Pain Management Yorktown Heights

Conditions Treated

  • Arthritis
    • Arthritis is a group of conditions that causes pain and damage to the cartilage in the joints of the body. The most common symptom of arthritis is pain. While certain types of arthritis cause consistent dull pain, others cause pain that is considerably worse in the morning than in the evening. Other common symptoms of arthritis include swelling, stiffness, and loss of movement in the affected joints.
  • Back Pain
    • Lower back pain and sciatica are two of the most common reasons for any patient to visit their doctor. Because of its pivotal role and frequent use, the lower back is susceptible to injury and chronic pain. Lower back pain can be a result of injury to a muscle or ligament, a degenerated or ruptured disc, arthritis of the spine or an irritated nerve.
    • While lower back pain is not usually a serious condition, it can be very painful and debilitating. Talk to your doctor today about how to relieve your lower back pain.
  • Cancer Pain
    • Unfortunately, many forms of advanced cancer are associated with pain and disability. The causes may be related to the cancer pressing on nerves and adjacent structures, or side effects from chemotherapy, radiation and surgery. When it comes to cancer pain we take an aggressive approach to ensure the best quality of life possible for our patients.
  • Central Pain
    • Central pain syndrome is a neurological disorder affecting the central nervous system. This condition affects individuals with brain injuries, strokes, limb amputations, spinal cord injuries, or multiple sclerosis. A burning sensation is the most common symptom of central pain syndrome, although other painful sensations may also be experienced.
  • Complex Regional Pain Syndrome (CRPS, RSD)
    • Complex regional pain syndrome involves long-term, intense pain that occurs after an injury and tends to get worse over time instead of getting better. This condition most often affects the arms, legs, hands or feet and can spread to nearby areas as it progresses. In addition to pain, patients may also experience swelling, sweating, skin sensitivity and more.
    • The cause of CRPS is not specifically known, although it is thought to be linked to the sympathetic nervous system and restructuring of the way pain is interpreted by the brain and spinal cord.
  • Failed Back Syndrome (Post- Laminectomy Syndrome)
  • Fibromyalgia
  • Intractable Post Operative Pain
  • Musculoskeletal Pain
  • Neck Pain
  • Neuralgia or Neuropathy
    • Neuropathic pain is a chronic condition caused by damage, dysfunction or injury within the actual nerve fibers, which results in the delivery of incorrect signals to pain centers within the body. This may occur as a result of several different factors, including surgery, chemotherapy, or conditions such as diabetes, HIV, multiple sclerosis and others.

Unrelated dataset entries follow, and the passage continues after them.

use chrono::{DateTime, Utc};
use serde::{Deserialize, Serialize};

use crate::constants::MAX_SENSOR_TYPE_LEN;
use crate::errors::{EdgeTrainError, EdgeTrainResult};

use super::validate_device_id;

/// A sample as submitted by the ingestion layer, before it is stored.
#[derive(Debug, Clone, PartialEq, Serialize, Deserialize)]
pub struct NewSample {
    pub device_id: String,
    pub sensor_type: String,
    /// Sampling frequency in Hz.
    pub sample_rate: f64,
    /// Sensor readings. Opaque to the orchestrator.
    pub payload: serde_json::Value,
    pub label: Option<String>,
}

impl NewSample {
    pub fn validate(&self) -> EdgeTrainResult<()> {
        validate_device_id(&self.device_id)?;
        if self.sensor_type.trim().is_empty() {
            return Err(EdgeTrainError::validation("sensor type must not be empty"));
        }
        if self.sensor_type.len() > MAX_SENSOR_TYPE_LEN {
            return Err(EdgeTrainError::validation(format!(
                "sensor type longer than {MAX_SENSOR_TYPE_LEN} characters"
            )));
        }
        if !self.sample_rate.is_finite() || self.sample_rate <= 0.0 {
            return Err(EdgeTrainError::validation(format!(
                "sample rate must be a positive number, got {}",
                self.sample_rate
            )));
        }
        if self.payload.is_null() {
            return Err(EdgeTrainError::validation("sample payload must not be null"));
        }
        Ok(())
    }
}

/// A stored sample.
#[derive(Debug, Clone, PartialEq, Serialize, Deserialize)]
pub struct Sample {
    pub id: i64,
    pub device_id: String,
    pub sensor_type: String,
    pub sample_rate: f64,
    pub payload: serde_json::Value,
    pub label: Option<String>,
    pub uploaded: bool,
    /// Identifier assigned by the remote platform on upload.
    pub remote_sample_id: Option<String>,
    /// Rejected upload attempts. Retried samples queue behind fresh ones.
    pub upload_attempts: u32,
    pub last_upload_error: Option<String>,
    pub created_at: DateTime<Utc>,
}

/// Result of storing a sample: the row plus the device count it produced.
#[derive(Debug, Clone, PartialEq)]
pub struct RecordedSample {
    pub sample: Sample,
    pub device_sample_count: u64,
}
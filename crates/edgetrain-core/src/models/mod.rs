mod device;
mod job;
mod remote;
mod sample;
mod transition;

pub use device::{validate_device_id, Device, DeviceStats, DeviceStatus};
pub use job::{JobState, TrainingJob, TriggerReason};
pub use remote::{DeployOutcome, RemoteJobRef, RemoteJobStatus};
pub use sample::{NewSample, RecordedSample, Sample};
pub use transition::{DeviceEffect, JobCommit, JobTransitionRecord};
use crate::errors::EdgeTrainResult;
use crate::models::{NewSample, RecordedSample, Sample};

/// Durable record of ingested samples.
pub trait ISampleStore: Send + Sync {
    /// Store a sample and atomically increment its device's sample count,
    /// registering the device on first sight.
    fn record_sample(&self, sample: &NewSample) -> EdgeTrainResult<RecordedSample>;

    fn get_sample(&self, id: i64) -> EdgeTrainResult<Option<Sample>>;

    /// Not-yet-uploaded samples across all devices, fewest failed attempts
    /// first, then oldest first.
    fn pending_uploads(&self, limit: usize) -> EdgeTrainResult<Vec<Sample>>;

    /// Flip the uploaded flag. Besides upload bookkeeping, a stored sample
    /// is never mutated.
    fn mark_uploaded(&self, sample_id: i64, remote_sample_id: Option<&str>) -> EdgeTrainResult<()>;

    /// Count a rejected upload and keep the platform's reason.
    fn record_upload_failure(&self, sample_id: i64, error: &str) -> EdgeTrainResult<()>;

    /// Total stored samples for a device, regardless of training resets.
    fn count_samples(&self, device_id: &str) -> EdgeTrainResult<u64>;
}
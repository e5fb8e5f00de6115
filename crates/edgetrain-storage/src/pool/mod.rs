//! Connection pool managing read/write connections.

pub mod pragmas;
pub mod read_pool;
pub mod write_connection;

use std::path::{Path, PathBuf};

use edgetrain_core::config::StorageConfig;
use edgetrain_core::errors::EdgeTrainResult;

pub use read_pool::ReadPool;
pub use write_connection::WriteConnection;

/// Manages the single write connection and the read connection pool.
pub struct ConnectionPool {
    pub writer: WriteConnection,
    /// `None` for in-memory databases: a second in-memory connection would
    /// open a separate, empty database.
    pub readers: Option<ReadPool>,
    pub db_path: Option<PathBuf>,
}

impl ConnectionPool {
    /// Open a connection pool for the given database file.
    pub fn open(path: &Path, config: &StorageConfig) -> EdgeTrainResult<Self> {
        let writer = WriteConnection::open(path, config.busy_timeout_ms)?;
        let readers = ReadPool::open(path, config.read_pool_size, config.busy_timeout_ms)?;
        Ok(Self {
            writer,
            readers: Some(readers),
            db_path: Some(path.to_path_buf()),
        })
    }

    /// Open an in-memory pool (for testing). Writer only.
    pub fn open_in_memory() -> EdgeTrainResult<Self> {
        let writer = WriteConnection::open_in_memory()?;
        Ok(Self {
            writer,
            readers: None,
            db_path: None,
        })
    }
}
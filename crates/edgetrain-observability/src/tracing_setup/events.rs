//! Structured log events for key orchestrator operations.
//!
//! Each function emits a `tracing` event with an `event` field naming it.

use edgetrain_core::constants::{COMPONENT_POLLER, COMPONENT_UPLOADER};
use edgetrain_core::errors::RemoteError;
use edgetrain_core::models::{JobState, TriggerReason};

/// Log a training job creation.
pub fn job_created(job_id: &str, device_id: &str, reason: TriggerReason, sample_count: u64) {
    tracing::info!(
        event = "job_created",
        job_id = %job_id,
        device_id = %device_id,
        reason = %reason,
        sample_count = sample_count,
        "training job created"
    );
}

/// Log a committed state change.
pub fn job_transitioned(job_id: &str, from: JobState, to: JobState, detail: Option<&str>) {
    if to == JobState::Failed {
        tracing::warn!(
            event = "job_transitioned",
            job_id = %job_id,
            from = %from,
            to = %to,
            detail = detail.unwrap_or(""),
            "training job failed"
        );
    } else {
        tracing::info!(
            event = "job_transitioned",
            job_id = %job_id,
            from = %from,
            to = %to,
            detail = detail.unwrap_or(""),
            "training job transitioned"
        );
    }
}

/// Log a threshold evaluation that did not fire.
pub fn trigger_skipped(device_id: &str, why: &str, sample_count: u64, threshold: u64) {
    tracing::debug!(
        event = "trigger_skipped",
        device_id = %device_id,
        why = %why,
        sample_count = sample_count,
        threshold = threshold,
        "training trigger skipped"
    );
}

/// Log a failed call to the training platform.
pub fn remote_call_failed(operation: &str, job_id: Option<&str>, err: &RemoteError, attempt: u32) {
    if err.is_transient() {
        tracing::warn!(
            event = "remote_call_failed",
            operation = %operation,
            job_id = job_id.unwrap_or(""),
            kind = err.kind(),
            transient = true,
            attempt = attempt,
            error = %err,
            "remote call failed, will retry"
        );
    } else {
        tracing::error!(
            event = "remote_call_failed",
            operation = %operation,
            job_id = job_id.unwrap_or(""),
            kind = err.kind(),
            transient = false,
            attempt = attempt,
            error = %err,
            "remote call failed"
        );
    }
}

/// Log the result of one upload pass.
pub fn samples_uploaded(uploaded: usize, failed: usize) {
    tracing::info!(
        event = "samples_uploaded",
        component = COMPONENT_UPLOADER,
        uploaded = uploaded,
        failed = failed,
        "sample upload pass completed"
    );
}

/// Log the result of a virtual-device pull.
pub fn device_pull_completed(device_id: &str, fetched: usize, recorded: usize) {
    tracing::info!(
        event = "device_pull_completed",
        device_id = %device_id,
        fetched = fetched,
        recorded = recorded,
        "virtual device pull completed"
    );
}

/// Log one poller cycle.
pub fn poll_cycle_completed(advanced: usize, unchanged: usize, skipped: usize, errors: usize) {
    tracing::info!(
        event = "poll_cycle_completed",
        component = COMPONENT_POLLER,
        advanced = advanced,
        unchanged = unchanged,
        skipped = skipped,
        errors = errors,
        "poll cycle completed"
    );
}
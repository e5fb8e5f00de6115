//! v004: per-sample upload attempt tracking.

use rusqlite::Connection;

use edgetrain_core::errors::EdgeTrainResult;

use crate::to_storage_err;

pub fn migrate(conn: &Connection) -> EdgeTrainResult<()> {
    conn.execute_batch(
        "
        ALTER TABLE samples ADD COLUMN upload_attempts INTEGER NOT NULL DEFAULT 0;
        ALTER TABLE samples ADD COLUMN last_upload_error TEXT;

        DROP INDEX IF EXISTS idx_samples_pending;
        CREATE INDEX IF NOT EXISTS idx_samples_upload_queue
            ON samples(uploaded, upload_attempts, id);
        ",
    )
    .map_err(|e| to_storage_err(e.to_string()))?;
    Ok(())
}
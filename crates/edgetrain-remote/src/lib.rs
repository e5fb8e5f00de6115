//! # edgetrain-remote
//!
//! Blocking HTTP clients for the external collaborators:
//! the training platform (start, status, deploy, sample upload) and the
//! virtual-device data source. Every failure is reported as a
//! [`RemoteError`](edgetrain_core::RemoteError) already classified into
//! transient or fatal.

pub mod protocol;
pub mod training_client;
pub mod transport;
pub mod virtual_device;

pub use training_client::HttpTrainingClient;
pub use transport::{HttpClient, HttpClientConfig};
pub use virtual_device::VirtualDeviceClient;
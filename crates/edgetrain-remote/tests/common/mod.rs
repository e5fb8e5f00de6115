//! Minimal canned-response HTTP server for client tests.

#![allow(dead_code)]

use std::io::{BufRead, BufReader, Read, Write};
use std::net::TcpListener;
use std::sync::{Arc, Mutex};
use std::time::Duration;

#[derive(Debug, Clone)]
pub struct RecordedRequest {
    pub method: String,
    pub path: String,
    pub headers: Vec<(String, String)>,
    pub body: String,
}

impl RecordedRequest {
    pub fn header(&self, name: &str) -> Option<&str> {
        self.headers
            .iter()
            .find(|(k, _)| k.eq_ignore_ascii_case(name))
            .map(|(_, v)| v.as_str())
    }
}

pub struct StubServer {
    pub base_url: String,
    requests: Arc<Mutex<Vec<RecordedRequest>>>,
}

impl StubServer {
    /// Serve each `(status, body)` to one connection, in order.
    pub fn start(responses: Vec<(u16, &str)>) -> Self {
        Self::start_delayed(responses, Duration::ZERO)
    }

    /// Like [`StubServer::start`], but read each request and hold the
    /// response back for `delay`.
    pub fn start_delayed(responses: Vec<(u16, &str)>, delay: Duration) -> Self {
        let listener = TcpListener::bind("127.0.0.1:0").unwrap();
        let base_url = format!("http://{}", listener.local_addr().unwrap());
        let requests = Arc::new(Mutex::new(Vec::new()));
        let recorded = Arc::clone(&requests);
        let responses: Vec<(u16, String)> = responses
            .into_iter()
            .map(|(status, body)| (status, body.to_string()))
            .collect();

        std::thread::spawn(move || {
            for (status, body) in responses {
                let Ok((mut stream, _)) = listener.accept() else {
                    return;
                };
                let mut reader = BufReader::new(stream.try_clone().unwrap());

                let mut request_line = String::new();
                reader.read_line(&mut request_line).unwrap();
                let mut parts = request_line.split_whitespace();
                let method = parts.next().unwrap_or_default().to_string();
                let path = parts.next().unwrap_or_default().to_string();

                let mut headers = Vec::new();
                let mut content_length = 0usize;
                loop {
                    let mut line = String::new();
                    reader.read_line(&mut line).unwrap();
                    let line = line.trim_end();
                    if line.is_empty() {
                        break;
                    }
                    if let Some((name, value)) = line.split_once(':') {
                        let (name, value) = (name.trim().to_string(), value.trim().to_string());
                        if name.eq_ignore_ascii_case("content-length") {
                            content_length = value.parse().unwrap_or(0);
                        }
                        headers.push((name, value));
                    }
                }
                let mut raw_body = vec![0u8; content_length];
                reader.read_exact(&mut raw_body).unwrap();

                recorded.lock().unwrap().push(RecordedRequest {
                    method,
                    path,
                    headers,
                    body: String::from_utf8_lossy(&raw_body).into_owned(),
                });

                if !delay.is_zero() {
                    std::thread::sleep(delay);
                }
                let response = format!(
                    "HTTP/1.1 {status} Stub\r\nContent-Type: application/json\r\nContent-Length: {}\r\nConnection: close\r\n\r\n{body}",
                    body.len()
                );
                let _ = stream.write_all(response.as_bytes());
                let _ = stream.flush();
            }
        });

        Self { base_url, requests }
    }

    pub fn requests(&self) -> Vec<RecordedRequest> {
        self.requests.lock().unwrap().clone()
    }
}

/// A local URL nothing listens on.
pub fn dead_url() -> String {
    let listener = TcpListener::bind("127.0.0.1:0").unwrap();
    let addr = listener.local_addr().unwrap();
    drop(listener);
    format!("http://{addr}")
}
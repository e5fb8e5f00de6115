use serde::{Deserialize, Serialize};

use super::defaults;

/// Observability configuration.
#[derive(Debug, Clone, Serialize, Deserialize)]
#[serde(default)]
pub struct ObservabilityConfig {
    /// Filter directive used when `EDGETRAIN_LOG` is unset.
    pub log_level: String,
    /// Emit JSON lines instead of human-readable output.
    pub json: bool,
}

impl Default for ObservabilityConfig {
    fn default() -> Self {
        Self {
            log_level: defaults::DEFAULT_LOG_LEVEL.to_string(),
            json: defaults::DEFAULT_JSON_LOGS,
        }
    }
}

    • Patients with neuropathic pain may experience shooting pain, numbness, tingling and weakness in certain areas of the body. This condition tends to get worse over time rather than better, so finding a successful treatment method is important.
  • Phantom Limb Pain
    • Phantom limb pain is pain that persists in a limb after it has been amputated. While the exact cause of phantom limb pain is unknown, research suggests that it is a result of the brain's inability to adapt to the missing limb.
  • Post Herpetic Neuralgia
  • Radiculopathy
  • Sacroiliac Joint Pain
    • Sacroiliitis is a condition involving inflammation of one or both of the sacroiliac joints, which connect the pelvis and lower spine. This condition may occur as a result of arthritis, pregnancy, traumatic injury, or infection. Symptoms of sacroiliitis may include pain in the lower back, buttocks, groin, legs or feet that can be exacerbated by running, standing for extended periods of time, or stair climbing.
  • Spinal Stenosis
  • Vertebral Compression Fractures
    • Like any other bone in your body, the bones of the spine, called vertebrae, can fracture. These fractures are usually a result of osteoporosis, metastatic diseases, a fall or other type of injury. A spinal fracture is called a vertebral compression fracture and occurs most often in the thoracic or middle spine.
    • Compression fractures can cause mild to severe pain depending on how they occur, and may also result in curving of the spine in some cases. If a fracture is suspected, your doctor may perform an x-ray, CT scan or MRI to evaluate the extent of the injury and determine the most effective treatment approach.